What is required. Below are records; reply with nothing but the number of lines in them that contain "derive".

[Stored entries]
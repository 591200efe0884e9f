use std::sync::Arc;

use axum::{
    extract::{Request, State},
    http::{header::AUTHORIZATION, HeaderValue, StatusCode},
    middleware::Next,
    response::{IntoResponse, Response},
    Json,
};
use serde::Serialize;
use subtle::ConstantTimeEq;
use uuid::Uuid;

const API_KEYS_VAR: &str = "BUBBLEHOUSE_API_KEYS";

/// Newtype wrapping a request ID string, stored as a request extension.
#[derive(Debug, Clone)]
pub struct RequestId(pub String);

/// API key auth settings used by middleware.
#[derive(Clone)]
pub struct AuthState {
    api_keys: Arc<Vec<String>>,
    pub enabled: bool,
}

impl std::fmt::Debug for AuthState {
    fn fmt(&self, f: &mut std::fmt::Formatter<'_>) -> std::fmt::Result {
        f.debug_struct("AuthState")
            .field("keys", &self.api_keys.len())
            .field("enabled", &self.enabled)
            .finish()
    }
}

impl AuthState {
    /// Builds auth config from `BUBBLEHOUSE_API_KEYS` (comma-separated bearer tokens).
    pub fn from_env(is_development: bool) -> anyhow::Result<Self> {
        Self::from_keys(std::env::var(API_KEYS_VAR).ok().as_deref(), is_development)
    }

    /// In development, empty/missing keys disable auth for local iteration.
    /// In non-development envs, empty/missing keys fail startup.
    pub fn from_keys(raw: Option<&str>, is_development: bool) -> anyhow::Result<Self> {
        let mut keys: Vec<String> = raw
            .unwrap_or_default()
            .split(',')
            .map(str::trim)
            .filter(|s| !s.is_empty())
            .map(ToOwned::to_owned)
            .collect();
        keys.dedup();

        if keys.is_empty() {
            if is_development {
                tracing::warn!(
                    "{API_KEYS_VAR} not set; bearer auth disabled in development environment"
                );
                return Ok(Self {
                    api_keys: Arc::new(Vec::new()),
                    enabled: false,
                });
            }

            anyhow::bail!(
                "{API_KEYS_VAR} is required outside development; provide comma-separated bearer tokens"
            );
        }

        Ok(Self {
            api_keys: Arc::new(keys),
            enabled: true,
        })
    }

    fn allows(&self, token: &str) -> bool {
        // Every key is compared; no early exit.
        self.api_keys
            .iter()
            .fold(subtle::Choice::from(0), |found, key| {
                found | key.as_bytes().ct_eq(token.as_bytes())
            })
            .into()
    }
}

#[derive(Debug, Serialize)]
struct MiddlewareErrorBody {
    error: MiddlewareError,
}

#[derive(Debug, Serialize)]
struct MiddlewareError {
    code: &'static str,
    message: &'static str,
}

/// Axum middleware that extracts or generates a request ID.
///
/// If the incoming request has an `x-request-id` header, that value is used.
/// Otherwise a new `UUIDv4` is generated. The ID is:
/// - Inserted into request extensions as [`RequestId`]
/// - Set on the response as the `x-request-id` header
pub async fn request_id(mut req: Request, next: Next) -> Response {
    let id = req
        .headers()
        .get("x-request-id")
        .and_then(|v| v.to_str().ok())
        .filter(|v| !v.is_empty())
        .map_or_else(|| Uuid::new_v4().to_string(), String::from);

    req.extensions_mut().insert(RequestId(id.clone()));

    let mut res = next.run(req).await;

    if let Ok(val) = HeaderValue::from_str(&id) {
        res.headers_mut().insert("x-request-id", val);
    }

    res
}

/// Middleware enforcing Bearer token auth when enabled.
pub async fn require_bearer_auth(
    State(auth): State<AuthState>,
    req: Request,
    next: Next,
) -> Response {
    if !auth.enabled {
        return next.run(req).await;
    }

    let token = extract_bearer_token(req.headers().get(AUTHORIZATION));

    match token {
        Some(token) if auth.allows(token) => next.run(req).await,
        _ => (
            StatusCode::UNAUTHORIZED,
            Json(MiddlewareErrorBody {
                error: MiddlewareError {
                    code: "unauthorized",
                    message: "missing or invalid bearer token",
                },
            }),
        )
            .into_response(),
    }
}

fn extract_bearer_token(value: Option<&HeaderValue>) -> Option<&str> {
    value
        .and_then(|v| v.to_str().ok())
        .and_then(|v| v.strip_prefix("Bearer "))
        .filter(|s| !s.trim().is_empty())
}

Response to the task. 4